Now a disease of rage and lunacy races across the eastern United States, and there's something suspicious about its origin.  Worse yet, it's mutating, and all evidence suggests that it will bring humanity to its knees.

Mark and Trina are convinced there's a way to save those left living from descending into madness.  And they're determined to find it - if they can stay alive.  Because in this new, devastated world, every life has a price.  And to some, you're worth more dead than alive.

About halfway through I realized I was done with this book, but I read all the way through.  I wasn't hoping it would get better, I just had to finish it.  The Maze Runner was really good.  Really, really good and I would say that I wished it was a stand alone novel, but it did leave you on a cliffhanger and the story was a lot more than could be summed up in just one book I suppose.  But it wasn't until The Scorch Trials that I realized Dashner's writing wasn't that fantastic.  By the time I got to The Death Cure I really didn't like anyone anymore.

But The Kill Order was a prequel and I thought I would want to know how it all began.  What I didn't think about was how depressing it would be.  I mean, we already know things don't end up going so great for those who were around when the flares began.  So the whole time I wasn't wondering if Trina and Mark and their friends would die, I was wondering when.
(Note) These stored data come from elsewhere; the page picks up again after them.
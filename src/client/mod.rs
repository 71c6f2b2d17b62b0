//! Outbound legs of the authorization code grant: building the
//! authorization request URL, redeeming codes at the token endpoint, and
//! calling the protected resource APIs.

pub mod error;
pub mod resource;

use std::time::{Duration, Instant};

use url::Url;

use crate::core::models::{AuthorizationRequest, TokenRequest, TokenResponse};
use crate::core::types::{
    AuthCode, ClientId, ClientSecret, GrantType, RedirectUri, ResponseType, Scope, StateNonce,
};
use crate::util::cli::Config;

pub use error::ClientError;
pub use resource::{DownstreamError, Resource, ResourceClient};

const CONNECT_TIMEOUT: Duration = Duration::from_secs(5);

/// Shared HTTP client. Per-request deadlines are applied on top of the
/// connect timeout.
pub fn http_client() -> Result<reqwest::Client, reqwest::Error> {
    reqwest::Client::builder()
        .user_agent(concat!(env!("CARGO_PKG_NAME"), "/", env!("CARGO_PKG_VERSION")))
        .connect_timeout(CONNECT_TIMEOUT)
        .build()
}

/// Time left before `deadline`, or an error if it already passed.
pub(crate) fn remaining(deadline: Instant) -> Result<Duration, ClientError> {
    let left = deadline.saturating_duration_since(Instant::now());
    if left.is_zero() {
        Err(ClientError::DeadlineExceeded)
    } else {
        Ok(left)
    }
}

pub(crate) async fn read_body(response: reqwest::Response) -> Result<String, ClientError> {
    let status = response.status();
    let body = response.text().await?;
    if status.is_success() {
        Ok(body)
    } else {
        Err(ClientError::Status {
            status: status.as_u16(),
            body,
        })
    }
}

fn append_params(mut url: Url, p: impl serde::Serialize) -> Url {
    // serde_urlencoded only fails on non-map values.
    let new_qs = serde_urlencoded::to_string(p).unwrap_or_default();
    let pairs = form_urlencoded::parse(new_qs.as_bytes());
    url.query_pairs_mut().extend_pairs(pairs);
    url
}

#[derive(Debug, Clone)]
pub struct OAuthClient {
    http: reqwest::Client,
    client_id: ClientId,
    client_secret: ClientSecret,
    authorization_endpoint: Url,
    token_endpoint: Url,
}

impl OAuthClient {
    pub fn new(http: reqwest::Client, config: &Config) -> Self {
        Self {
            http,
            client_id: config.client_id.clone(),
            client_secret: config.client_secret.clone(),
            authorization_endpoint: config.authorization_endpoint.clone(),
            token_endpoint: config.token_endpoint.clone(),
        }
    }

    /// Authorization request URL (RFC 6749 §4.1.1).
    pub fn authorization_url(
        &self,
        redirect_uri: &RedirectUri,
        scope: &Scope,
        state: &StateNonce,
    ) -> Url {
        let req = AuthorizationRequest {
            response_type: ResponseType::Code,
            redirect_uri,
            client_id: &self.client_id,
            scope,
            state,
        };
        append_params(self.authorization_endpoint.clone(), req)
    }

    /// Redeems an authorization code (RFC 6749 §4.1.3), authenticating
    /// with HTTP Basic.
    pub async fn exchange_code(
        &self,
        code: &AuthCode,
        redirect_uri: &RedirectUri,
        deadline: Instant,
    ) -> Result<TokenResponse, ClientError> {
        let req = TokenRequest {
            grant_type: GrantType::AuthorizationCode,
            redirect_uri,
            code,
        };

        let response = self
            .http
            .post(self.token_endpoint.clone())
            .basic_auth(&self.client_id.0, Some(self.client_secret.as_ref()))
            .header(reqwest::header::ACCEPT, "application/json")
            .form(&req)
            .timeout(remaining(deadline)?)
            .send()
            .await?;

        let body = read_body(response).await?;
        Ok(serde_json::from_str(&body)?)
    }
}

#[cfg(test)]
mod tests {
    use super::*;
    use std::collections::HashMap;

    fn client() -> OAuthClient {
        OAuthClient {
            http: reqwest::Client::new(),
            client_id: ClientId("relay client".into()),
            client_secret: ClientSecret("shh".into()),
            authorization_endpoint: Url::parse("https://auth.example/oauth2/authorize").unwrap(),
            token_endpoint: Url::parse("https://auth.example/oauth2/token").unwrap(),
        }
    }

    #[test]
    fn authorization_url_carries_exactly_five_parameters() {
        let url = client().authorization_url(
            &RedirectUri("https://relay.example/callback".into()),
            &Scope("NoSQL core:*:*,Analytics:A&B".into()),
            &StateNonce("n0nce".into()),
        );

        assert_eq!(url.host_str(), Some("auth.example"));
        assert_eq!(url.path(), "/oauth2/authorize");

        let params: Vec<(String, String)> = url.query_pairs().into_owned().collect();
        assert_eq!(params.len(), 5);
        let params: HashMap<_, _> = params.into_iter().collect();
        assert_eq!(params["response_type"], "code");
        assert_eq!(params["redirect_uri"], "https://relay.example/callback");
        assert_eq!(params["client_id"], "relay client");
        assert_eq!(params["scope"], "NoSQL core:*:*,Analytics:A&B");
        assert_eq!(params["state"], "n0nce");
    }

    #[test]
    fn authorization_url_escapes_reserved_characters() {
        let url = client().authorization_url(
            &RedirectUri("http://relay.example/callback".into()),
            &Scope("a&b=c".into()),
            &StateNonce("s".into()),
        );
        let query = url.query().unwrap();
        assert!(query.contains("scope=a%26b%3Dc"));
        assert!(query.contains("redirect_uri=http%3A%2F%2Frelay.example%2Fcallback"));
        assert!(query.contains("client_id=relay+client"));
    }

    #[test]
    fn remaining_rejects_elapsed_deadlines() {
        let past = Instant::now() - Duration::from_millis(1);
        assert!(matches!(remaining(past), Err(ClientError::DeadlineExceeded)));
        assert!(remaining(Instant::now() + Duration::from_secs(1)).is_ok());
    }
}
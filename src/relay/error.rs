use crate::session::SessionError;
use crate::util::cli::ConfigError;

#[derive(Debug, thiserror::Error)]
pub enum Error {
    #[error("invalid configuration: {0}")]
    Config(#[from] ConfigError),
    #[error("invalid session secret: {0}")]
    SigningKey(#[from] hmac::digest::InvalidLength),
    #[error("failed to build HTTP client: {0}")]
    HttpClient(#[from] reqwest::Error),
    #[error("failed to compile templates: {0}")]
    Template(#[from] handlebars::TemplateError),
    #[error("failed to render page: {0}")]
    Render(#[from] handlebars::RenderError),
    #[error("failed to bind listener: {0}")]
    Bind(#[from] warp::Error),
    #[error(transparent)]
    Session(#[from] SessionError),
    #[error("request has no Host header")]
    MissingHost,
}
So the first half was okay, but then the writing started to fall apart.  Conversations he added just to fill in the time were stilted and strange.  People don't talk like that, especially not people in dire situations.  By the end of the book I was tempted just to skip ahead and see how it ended.  Pages upon pages of fighting crazed people.  Punching, kicking, scratching...twice we had to read about Mark almost falling out of THE SAME WINDOW.  Well, maybe not the same one, but still.

It just wasn't good.  I wish I had stopped reading after The Maze Runner.